Dan Lee cooking on a BBQ in his garden.

In October 2017, Dan went to Thailand where he worked for ‘Nahm’ the first Thai restaurant to get a Michelin star. At the time, it was the seventh-best restaurant in Asia and the 28th-best in the entire world. “They were really nice at the hostel. It was all shared rooms but they made sure that if the hostel wasn’t full that I had a room to myself because they loved the fact I was out there to learn about traditional Thai food, not just green, yellow and red curries.”

“I thought that was what Thai food was. It was an absolute eye-opener. Especially as everyone spoke Thai as it’s not a European kitchen. They tore me to shreds.” He said, “Everything is done by hand. It took it out of me but it was just amazing. This wasn’t even looking at the history of food; this was just a completely blank canvas, learning all these new tricks. I always used to link back to what we do here in Europe. That’s when it started to click. It’s all the same across the board; people cook the same way with heat and seasoning. There might be different flavourings but the method is all the same just might be called something different.”

This is where he met “one of the best chefs in the world” in Prin Polsuk. In the kitchen, the woks were full of spices, the 30 chefs working had their eyes burning and all were trying to cook for the 120 people sitting in the restaurant waiting.

“It’s chaos around him and he didn’t break a sweat.” He said, “At the end of the night, he would go around each section in the kitchen finding whatever is left over. He would pick it all up and start cooking staff food. Every day there’d be 30 chefs standing around him in silence and just watching. He’d just come up with these dishes out of it. It was just his mannerisms and how calm and confident he was. He was brilliant.”

While in Thailand, Dan came across an Indonesian chef also working for free “He was like ‘I know this chef who’s opening up a restaurant in Singapore, are you interested?’ I said no as I was going back to France to work on a ski season. He was like ‘give me your email anyway’,” Dan added.

“Then a couple of weeks later, I was travelling with my friends on a nine-hour journey and I got a phone call from Singapore. They were like ‘do you want to come and have a trial?’ I told them I was on holiday at the moment but may be able to swing by on my way back to the UK if I can sort flights. They said ‘we’ll be honest, you have two days, either come or we will look for someone else.’ I remember sitting in this car and I couldn’t decide.” He said, “My friends told me I had to decide for myself. At the end of the nine hours, I decided I was going to Singapore. I had the trial and two weeks later, I went out and lived there.”

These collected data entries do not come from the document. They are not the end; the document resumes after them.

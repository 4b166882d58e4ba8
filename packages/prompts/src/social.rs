// ABOUTME: Prompt for social situation analysis
// ABOUTME: Asks for missed cues, perspectives, unwritten rules and patterns as strict JSON

use resonance_core::validation::non_blank;
use resonance_core::{SocialAnalysis, SocialSituation, StructuredOutput};

use crate::text::or_unspecified;

pub fn build_social_prompt(situation: &SocialSituation) -> String {
    let people = situation.people().collect::<Vec<_>>().join(", ");

    let mut details = format!(
        "Situation: \"{}\"\nPeople Involved: {}\nUser's Reaction: {}\nOthers' Reactions: {}\nConfusing Aspects: {}",
        situation.situation.trim(),
        people,
        or_unspecified(&situation.user_reaction, "Not specified"),
        or_unspecified(&situation.others_reactions, "Not specified"),
        or_unspecified(&situation.confusing_aspects, "Not specified"),
    );
    if let Some(extra) = non_blank(situation.additional_context.as_deref()) {
        details.push_str("\nAdditional context from the user: ");
        details.push_str(extra);
    }

    format!(
        "Help understand this social situation from an ADHD/HFA perspective:\n\n{details}\n\n\
Provide a detailed analysis in this exact JSON format:\n{}\n\nRespond with the JSON object only.",
        SocialAnalysis::schema_json()
    )
}

#[cfg(test)]
mod tests {
    use super::*;

    #[test]
    fn test_social_prompt_lists_people_and_schema() {
        let situation = SocialSituation {
            situation: "Everyone went quiet after my comment".to_string(),
            people_involved: vec!["Sam".to_string(), " ".to_string(), "Priya ".to_string()],
            user_reaction: "I kept talking".to_string(),
            others_reactions: "They looked away".to_string(),
            confusing_aspects: String::new(),
            additional_context: None,
        };

        let prompt = build_social_prompt(&situation);

        assert!(prompt.contains("Situation: \"Everyone went quiet after my comment\""));
        assert!(prompt.contains("People Involved: Sam, Priya\n"));
        assert!(prompt.contains("Confusing Aspects: Not specified"));
        assert!(prompt.contains(&SocialAnalysis::schema_json()));
    }
}
// ABOUTME: Request orchestration for Resonance
// ABOUTME: Per-feature state machines coordinating prompt building, gateway calls and parsing

pub mod controller;
pub mod error;
pub mod operation;
pub mod state;

pub use controller::{ExpressionSession, RefinementSession, RequestController, SocialSession};
pub use error::{AssistError, Failure, FailureKind};
pub use operation::{ExpressionGenerator, ExpressionRefiner, Operation, SocialAnalyzer};
pub use state::{RequestSnapshot, RequestState, SubmitOutcome};
// ABOUTME: Structured model output types and their embedded JSON schema examples
// ABOUTME: The same declaration drives both the prompt's schema text and response parsing

use serde::de::DeserializeOwned;
use serde::{Deserialize, Serialize};

/// A response shape the model is asked to return as strict JSON.
///
/// `schema_example` is serialized into the prompt, and parsing deserializes
/// into `Self`, so the two can not drift apart.
pub trait StructuredOutput: Serialize + DeserializeOwned {
    /// Required top-level keys, in prompt order
    const SECTIONS: &'static [&'static str];

    /// Instance whose string values describe what belongs in each field
    fn schema_example() -> Self;

    fn schema_json() -> String {
        let json = serde_json::to_string_pretty(&Self::schema_example());
        debug_assert!(json.is_ok(), "schema example contains only strings and lists");
        json.unwrap_or_default()
    }
}

// ============================================================================
// Expression analysis ("Express Better")
// ============================================================================

#[derive(Debug, Clone, PartialEq, Eq, Serialize, Deserialize)]
#[serde(rename_all = "camelCase", deny_unknown_fields)]
pub struct ExpressionAnalysis {
    pub message_breakdown: MessageBreakdown,
    pub communication_feedback: CommunicationFeedback,
    pub emotional_guidance: EmotionalGuidance,
    pub improved_version: ImprovedVersion,
}

#[derive(Debug, Clone, PartialEq, Eq, Serialize, Deserialize)]
#[serde(rename_all = "camelCase", deny_unknown_fields)]
pub struct MessageBreakdown {
    pub main_idea: String,
    pub supporting_points: Vec<String>,
    pub action_needed: String,
}

#[derive(Debug, Clone, PartialEq, Eq, Serialize, Deserialize)]
#[serde(rename_all = "camelCase", deny_unknown_fields)]
pub struct CommunicationFeedback {
    pub tone_feedback: Vec<ToneFeedback>,
    pub clarity_feedback: Vec<ClarityFeedback>,
    pub context_feedback: Vec<ContextFeedback>,
}

#[derive(Debug, Clone, PartialEq, Eq, Serialize, Deserialize)]
#[serde(rename_all = "camelCase", deny_unknown_fields)]
pub struct ToneFeedback {
    pub what_we_noticed: String,
    pub how_it_might_affect: String,
    pub gentler_way: String,
}

#[derive(Debug, Clone, PartialEq, Eq, Serialize, Deserialize)]
#[serde(rename_all = "camelCase", deny_unknown_fields)]
pub struct ClarityFeedback {
    pub unclear_part: String,
    pub why_it_matters: String,
    pub clearer_way: String,
}

#[derive(Debug, Clone, PartialEq, Eq, Serialize, Deserialize)]
#[serde(rename_all = "camelCase", deny_unknown_fields)]
pub struct ContextFeedback {
    pub missing_info: String,
    pub why_it_helps: String,
    pub how_to_add: String,
}

#[derive(Debug, Clone, PartialEq, Eq, Serialize, Deserialize)]
#[serde(rename_all = "camelCase", deny_unknown_fields)]
pub struct EmotionalGuidance {
    pub emotional_awareness: EmotionalAwareness,
    pub balanced_expression: BalancedExpression,
}

#[derive(Debug, Clone, PartialEq, Eq, Serialize, Deserialize)]
#[serde(rename_all = "camelCase", deny_unknown_fields)]
pub struct EmotionalAwareness {
    pub your_feeling: String,
    pub understanding_why: String,
    pub impact_on_others: String,
}

#[derive(Debug, Clone, PartialEq, Eq, Serialize, Deserialize)]
#[serde(rename_all = "camelCase", deny_unknown_fields)]
pub struct BalancedExpression {
    pub challenge: String,
    pub validation: String,
    pub better_approach: String,
}

#[derive(Debug, Clone, PartialEq, Eq, Serialize, Deserialize)]
#[serde(rename_all = "camelCase", deny_unknown_fields)]
pub struct ImprovedVersion {
    pub suggestion: String,
    pub explanation: String,
}

impl StructuredOutput for ExpressionAnalysis {
    const SECTIONS: &'static [&'static str] = &[
        "messageBreakdown",
        "communicationFeedback",
        "emotionalGuidance",
        "improvedVersion",
    ];

    fn schema_example() -> Self {
        Self {
            message_breakdown: MessageBreakdown {
                main_idea: "The core message they want to convey".into(),
                supporting_points: vec!["Important details that help explain their point".into()],
                action_needed: "What they'd like the other person to do".into(),
            },
            communication_feedback: CommunicationFeedback {
                tone_feedback: vec![ToneFeedback {
                    what_we_noticed: "Observation about tone in a specific part".into(),
                    how_it_might_affect: "How this tone might impact the listener".into(),
                    gentler_way: "A more effective way to express the same thing".into(),
                }],
                clarity_feedback: vec![ClarityFeedback {
                    unclear_part: "Part that might be confusing".into(),
                    why_it_matters: "Why being clearer here would help".into(),
                    clearer_way: "How to make this part more understandable".into(),
                }],
                context_feedback: vec![ContextFeedback {
                    missing_info: "Important background information that's missing".into(),
                    why_it_helps: "Why adding this information would help".into(),
                    how_to_add: "Natural way to include this information".into(),
                }],
            },
            emotional_guidance: EmotionalGuidance {
                emotional_awareness: EmotionalAwareness {
                    your_feeling: "Emotion detected in the message".into(),
                    understanding_why: "Validation of why they might feel this way".into(),
                    impact_on_others: "How these emotions might be received".into(),
                },
                balanced_expression: BalancedExpression {
                    challenge: "What's challenging about expressing this".into(),
                    validation: "Acknowledging the validity of their feelings".into(),
                    better_approach: "How to express these feelings effectively".into(),
                },
            },
            improved_version: ImprovedVersion {
                suggestion: "A revised version of their message".into(),
                explanation: "Why these changes help".into(),
            },
        }
    }
}

// ============================================================================
// Social situation analysis
// ============================================================================

#[derive(Debug, Clone, PartialEq, Eq, Serialize, Deserialize)]
#[serde(rename_all = "camelCase", deny_unknown_fields)]
pub struct SocialAnalysis {
    pub missed_cues: Vec<String>,
    pub perspectives: Vec<Perspective>,
    pub social_rules: Vec<String>,
    pub patterns: Vec<String>,
}

#[derive(Debug, Clone, PartialEq, Eq, Serialize, Deserialize)]
#[serde(rename_all = "camelCase", deny_unknown_fields)]
pub struct Perspective {
    pub person: String,
    pub viewpoint: String,
    pub reasoning: String,
}

impl StructuredOutput for SocialAnalysis {
    const SECTIONS: &'static [&'static str] =
        &["missedCues", "perspectives", "socialRules", "patterns"];

    fn schema_example() -> Self {
        Self {
            missed_cues: vec!["social cues that might have been missed".into()],
            perspectives: vec![Perspective {
                person: "person involved".into(),
                viewpoint: "their perspective".into(),
                reasoning: "why they might have felt/acted this way".into(),
            }],
            social_rules: vec!["relevant unwritten social rules".into()],
            patterns: vec!["patterns to recognize in similar situations".into()],
        }
    }
}
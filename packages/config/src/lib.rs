// ABOUTME: Configuration for Resonance
// ABOUTME: Environment variable names and validated settings for the generative API

pub mod constants;
pub mod settings;

pub use settings::{ConfigError, GeminiSettings};
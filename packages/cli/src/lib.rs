// ABOUTME: Library half of the resonance binary
// ABOUTME: Environment bootstrap, form assembly from flags and terminal rendering

pub mod config;
pub mod form;
pub mod render;
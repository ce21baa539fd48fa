use thiserror::Error;

#[derive(Debug, Error)]
pub enum NeuralcordError {
    #[error("Configuration error: {0}")]
    Config(String),

    #[error("Serialization error: {0}")]
    Serialization(#[from] serde_json::Error),

    #[error("I/O error: {0}")]
    Io(#[from] std::io::Error),
}

impl NeuralcordError {
    /// Short, stable error code for log lines and CLI output.
    pub fn code(&self) -> &'static str {
        match self {
            NeuralcordError::Config(_) => "CONFIG_ERROR",
            NeuralcordError::Serialization(_) => "SERIALIZATION_ERROR",
            NeuralcordError::Io(_) => "IO_ERROR",
        }
    }
}

pub type Result<T> = std::result::Result<T, NeuralcordError>;
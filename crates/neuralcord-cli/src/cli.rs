use std::path::PathBuf;

use clap::{Args, Parser, Subcommand};

#[derive(Debug, Parser)]
#[command(name = "neuralcord", version, about = "Conversation gate for a chat character")]
pub struct Cli {
    /// Config file. Falls back to NEURALCORD_CONFIG, then ~/.neuralcord/neuralcord.toml.
    #[arg(long, global = true)]
    pub config: Option<PathBuf>,
    #[command(subcommand)]
    pub command: Commands,
}

#[derive(Debug, Subcommand)]
pub enum Commands {
    /// Decide once for a JSON array of messages and print the decision.
    Evaluate(EvaluateArgs),
    /// List models installed on the completion service.
    Models,
    /// Probe a model and report whether the gate would switch to it.
    SetModel(SetModelArgs),
    /// Read `Author: text` lines from stdin and print what the character is handed.
    Chat(ChatArgs),
}

#[derive(Debug, Args)]
pub struct EvaluateArgs {
    /// Character name. Defaults to bot.agent_name.
    #[arg(long)]
    pub agent: Option<String>,
    /// JSON file holding the window; stdin when omitted.
    #[arg(long)]
    pub window: Option<PathBuf>,
}

#[derive(Debug, Args)]
pub struct SetModelArgs {
    pub model: String,
}

#[derive(Debug, Args)]
pub struct ChatArgs {
    #[arg(long)]
    pub agent: Option<String>,
    /// Channel ID checked against bot.allowed_channels.
    #[arg(long, default_value = "local")]
    pub channel: String,
}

“I never planned to go there. I did and it opened a whole new world to me. I ended up winning awards and the restaurant got a Michelin star within nine months.”

It was in Singapore where Dan met the “best chef” he has seen at work, Dayal Kesha. Dayal was sous chef with Dan while he was working in Singapore. “Crazy, crazy guy. In terms of how his mind works, it’s non-stop. He was so organised and constantly pushes himself. He still does to this day.” He said, “In terms of just watching him and how he works, he was a genius.” 

“I always said I wanted to travel. I wanted to do this. It was met with, ‘Dan you’re clearly going through a phase or something.’ But in my head, I knew that’s what I wanted and I got to do it. Now I can safely say I wouldn’t be anywhere near where I am today without travelling.”